(Task to complete)
For the entries below, the expected answer is the line with "info!(entity = %id, form = %spec.form, tick_ms", the line with "the effect when", and every line between them, exactly as written, and nothing more.
[Extracted records — start]
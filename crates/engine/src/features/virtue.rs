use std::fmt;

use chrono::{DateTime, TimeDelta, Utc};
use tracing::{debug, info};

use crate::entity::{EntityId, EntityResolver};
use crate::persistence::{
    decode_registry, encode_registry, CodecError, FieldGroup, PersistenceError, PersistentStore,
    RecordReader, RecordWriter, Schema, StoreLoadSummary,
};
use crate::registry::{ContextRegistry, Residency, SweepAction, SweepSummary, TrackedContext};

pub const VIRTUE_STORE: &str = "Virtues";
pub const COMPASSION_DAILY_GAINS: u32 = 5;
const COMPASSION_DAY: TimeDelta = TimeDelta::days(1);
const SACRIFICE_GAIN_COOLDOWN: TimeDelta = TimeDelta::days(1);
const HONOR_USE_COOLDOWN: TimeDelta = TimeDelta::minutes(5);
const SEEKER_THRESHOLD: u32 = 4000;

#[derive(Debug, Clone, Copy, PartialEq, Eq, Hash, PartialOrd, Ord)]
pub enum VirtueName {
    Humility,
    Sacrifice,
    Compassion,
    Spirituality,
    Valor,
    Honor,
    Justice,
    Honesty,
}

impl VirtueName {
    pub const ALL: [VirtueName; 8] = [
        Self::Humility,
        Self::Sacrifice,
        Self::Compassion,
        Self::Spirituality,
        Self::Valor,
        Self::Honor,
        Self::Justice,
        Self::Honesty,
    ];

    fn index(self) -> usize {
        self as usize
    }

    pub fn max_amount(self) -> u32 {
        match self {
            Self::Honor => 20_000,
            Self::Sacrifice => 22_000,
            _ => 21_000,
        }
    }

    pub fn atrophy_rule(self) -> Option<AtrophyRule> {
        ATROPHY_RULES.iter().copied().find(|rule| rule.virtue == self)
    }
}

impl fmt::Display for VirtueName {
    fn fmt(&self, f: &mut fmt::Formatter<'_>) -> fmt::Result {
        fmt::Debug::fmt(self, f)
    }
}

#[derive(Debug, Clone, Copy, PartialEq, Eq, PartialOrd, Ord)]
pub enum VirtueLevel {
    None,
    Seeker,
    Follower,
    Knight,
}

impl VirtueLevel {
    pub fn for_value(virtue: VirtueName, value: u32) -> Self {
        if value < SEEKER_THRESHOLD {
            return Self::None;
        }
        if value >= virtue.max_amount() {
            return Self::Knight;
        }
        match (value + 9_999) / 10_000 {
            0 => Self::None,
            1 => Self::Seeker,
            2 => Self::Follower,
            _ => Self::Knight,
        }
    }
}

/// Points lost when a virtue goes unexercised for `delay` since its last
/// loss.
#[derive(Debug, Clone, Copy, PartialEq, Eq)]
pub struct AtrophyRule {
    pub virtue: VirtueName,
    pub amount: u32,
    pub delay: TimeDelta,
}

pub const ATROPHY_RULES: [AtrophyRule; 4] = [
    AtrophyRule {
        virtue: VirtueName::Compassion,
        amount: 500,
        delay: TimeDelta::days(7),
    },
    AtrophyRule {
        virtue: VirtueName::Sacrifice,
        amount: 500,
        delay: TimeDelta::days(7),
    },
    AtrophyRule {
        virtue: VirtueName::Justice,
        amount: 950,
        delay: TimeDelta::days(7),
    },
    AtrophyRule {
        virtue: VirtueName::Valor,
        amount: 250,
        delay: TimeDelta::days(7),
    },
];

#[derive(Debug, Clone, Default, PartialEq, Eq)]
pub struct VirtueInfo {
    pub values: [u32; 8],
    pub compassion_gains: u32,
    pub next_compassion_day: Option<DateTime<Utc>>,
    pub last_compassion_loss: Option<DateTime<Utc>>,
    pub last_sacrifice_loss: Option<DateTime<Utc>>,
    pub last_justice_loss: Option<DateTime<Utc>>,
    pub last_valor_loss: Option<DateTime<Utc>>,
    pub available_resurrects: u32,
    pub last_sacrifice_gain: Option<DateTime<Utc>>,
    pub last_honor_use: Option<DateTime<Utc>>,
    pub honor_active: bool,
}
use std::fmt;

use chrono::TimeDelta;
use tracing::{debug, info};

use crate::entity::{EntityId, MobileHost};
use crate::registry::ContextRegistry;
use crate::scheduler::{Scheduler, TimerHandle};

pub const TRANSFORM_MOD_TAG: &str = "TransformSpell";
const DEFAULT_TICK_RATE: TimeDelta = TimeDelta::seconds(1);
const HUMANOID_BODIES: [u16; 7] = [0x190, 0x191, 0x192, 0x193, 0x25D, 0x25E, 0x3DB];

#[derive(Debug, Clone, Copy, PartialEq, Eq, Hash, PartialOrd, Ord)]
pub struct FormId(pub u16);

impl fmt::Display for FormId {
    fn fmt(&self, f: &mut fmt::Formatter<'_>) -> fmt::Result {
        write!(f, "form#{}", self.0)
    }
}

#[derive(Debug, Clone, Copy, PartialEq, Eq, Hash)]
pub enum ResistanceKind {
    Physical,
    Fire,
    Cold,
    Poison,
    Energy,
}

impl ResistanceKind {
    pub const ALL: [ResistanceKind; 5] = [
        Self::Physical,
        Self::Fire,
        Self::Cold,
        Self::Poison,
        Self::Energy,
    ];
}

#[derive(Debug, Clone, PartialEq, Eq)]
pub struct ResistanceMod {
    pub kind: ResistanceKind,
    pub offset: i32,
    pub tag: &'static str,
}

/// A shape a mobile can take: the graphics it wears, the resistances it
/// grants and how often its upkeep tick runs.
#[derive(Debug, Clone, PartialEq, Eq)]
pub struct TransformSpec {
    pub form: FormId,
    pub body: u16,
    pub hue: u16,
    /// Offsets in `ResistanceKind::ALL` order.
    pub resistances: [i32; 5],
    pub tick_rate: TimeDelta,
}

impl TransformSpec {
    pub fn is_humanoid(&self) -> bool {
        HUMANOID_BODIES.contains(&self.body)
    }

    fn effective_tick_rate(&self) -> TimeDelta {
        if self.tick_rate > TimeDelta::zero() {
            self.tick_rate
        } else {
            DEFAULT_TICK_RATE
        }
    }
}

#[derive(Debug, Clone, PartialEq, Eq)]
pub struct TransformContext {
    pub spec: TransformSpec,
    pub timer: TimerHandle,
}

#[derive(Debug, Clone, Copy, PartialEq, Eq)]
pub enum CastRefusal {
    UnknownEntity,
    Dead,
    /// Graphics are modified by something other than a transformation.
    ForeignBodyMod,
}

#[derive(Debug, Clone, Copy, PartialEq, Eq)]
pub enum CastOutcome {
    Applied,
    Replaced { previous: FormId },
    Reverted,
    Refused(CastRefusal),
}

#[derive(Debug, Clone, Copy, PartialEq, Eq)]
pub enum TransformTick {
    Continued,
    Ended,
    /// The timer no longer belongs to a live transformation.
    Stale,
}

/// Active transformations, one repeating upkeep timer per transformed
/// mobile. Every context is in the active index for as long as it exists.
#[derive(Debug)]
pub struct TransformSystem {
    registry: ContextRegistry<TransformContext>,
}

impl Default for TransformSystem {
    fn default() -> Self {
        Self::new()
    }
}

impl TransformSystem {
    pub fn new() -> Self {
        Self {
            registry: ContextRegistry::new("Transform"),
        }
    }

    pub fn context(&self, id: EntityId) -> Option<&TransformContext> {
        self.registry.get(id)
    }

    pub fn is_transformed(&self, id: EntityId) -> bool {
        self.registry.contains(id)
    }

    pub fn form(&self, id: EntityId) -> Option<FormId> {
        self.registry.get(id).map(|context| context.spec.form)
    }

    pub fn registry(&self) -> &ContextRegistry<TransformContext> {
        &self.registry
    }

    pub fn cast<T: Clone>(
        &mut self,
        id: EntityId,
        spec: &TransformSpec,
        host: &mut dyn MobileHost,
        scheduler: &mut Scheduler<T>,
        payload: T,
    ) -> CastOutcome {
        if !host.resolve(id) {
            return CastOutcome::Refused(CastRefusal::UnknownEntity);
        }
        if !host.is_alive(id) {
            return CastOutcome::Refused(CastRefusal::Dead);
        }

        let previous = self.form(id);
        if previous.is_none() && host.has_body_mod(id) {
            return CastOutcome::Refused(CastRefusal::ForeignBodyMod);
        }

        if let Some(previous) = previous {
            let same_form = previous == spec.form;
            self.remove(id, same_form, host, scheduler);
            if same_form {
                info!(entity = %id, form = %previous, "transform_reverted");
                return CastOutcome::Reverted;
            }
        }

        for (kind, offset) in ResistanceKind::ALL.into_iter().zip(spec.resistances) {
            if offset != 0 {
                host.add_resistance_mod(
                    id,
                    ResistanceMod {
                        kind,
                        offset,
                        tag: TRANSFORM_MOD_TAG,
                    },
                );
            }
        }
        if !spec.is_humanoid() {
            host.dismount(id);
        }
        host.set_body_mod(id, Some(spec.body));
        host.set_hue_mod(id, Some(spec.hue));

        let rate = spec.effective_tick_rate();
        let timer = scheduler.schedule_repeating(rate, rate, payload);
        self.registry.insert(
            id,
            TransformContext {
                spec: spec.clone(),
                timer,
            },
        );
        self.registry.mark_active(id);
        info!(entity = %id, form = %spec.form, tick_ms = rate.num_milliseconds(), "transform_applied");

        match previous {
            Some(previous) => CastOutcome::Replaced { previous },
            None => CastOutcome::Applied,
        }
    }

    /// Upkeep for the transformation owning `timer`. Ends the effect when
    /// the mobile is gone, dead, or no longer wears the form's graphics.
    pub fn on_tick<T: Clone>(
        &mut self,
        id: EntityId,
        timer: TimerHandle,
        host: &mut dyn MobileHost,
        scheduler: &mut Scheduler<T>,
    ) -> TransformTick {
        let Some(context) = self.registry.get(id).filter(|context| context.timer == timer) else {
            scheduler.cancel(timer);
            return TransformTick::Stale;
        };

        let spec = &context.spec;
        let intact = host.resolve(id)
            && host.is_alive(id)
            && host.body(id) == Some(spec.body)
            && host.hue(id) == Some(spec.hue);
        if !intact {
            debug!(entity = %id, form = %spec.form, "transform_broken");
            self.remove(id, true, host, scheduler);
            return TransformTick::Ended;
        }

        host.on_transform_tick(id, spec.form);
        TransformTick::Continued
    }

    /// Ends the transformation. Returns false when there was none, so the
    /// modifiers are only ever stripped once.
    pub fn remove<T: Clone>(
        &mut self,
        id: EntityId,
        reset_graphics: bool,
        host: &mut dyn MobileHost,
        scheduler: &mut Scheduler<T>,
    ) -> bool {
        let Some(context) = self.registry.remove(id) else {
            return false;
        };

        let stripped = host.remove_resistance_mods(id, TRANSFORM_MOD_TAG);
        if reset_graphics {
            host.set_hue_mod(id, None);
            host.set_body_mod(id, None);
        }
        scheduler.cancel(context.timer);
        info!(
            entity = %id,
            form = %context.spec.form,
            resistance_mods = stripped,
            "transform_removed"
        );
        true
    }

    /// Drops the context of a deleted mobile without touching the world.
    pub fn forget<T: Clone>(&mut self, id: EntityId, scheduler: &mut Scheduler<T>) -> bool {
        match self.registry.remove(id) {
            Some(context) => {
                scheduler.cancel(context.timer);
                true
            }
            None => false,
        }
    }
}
[Extracted records — finish]
(Output)
        info!(entity = %id, form = %spec.form, tick_ms = rate.num_milliseconds(), "transform_applied");

        match previous {
            Some(previous) => CastOutcome::Replaced { previous },
            None => CastOutcome::Applied,
        }
    }

    /// Upkeep for the transformation owning `timer`. Ends the effect when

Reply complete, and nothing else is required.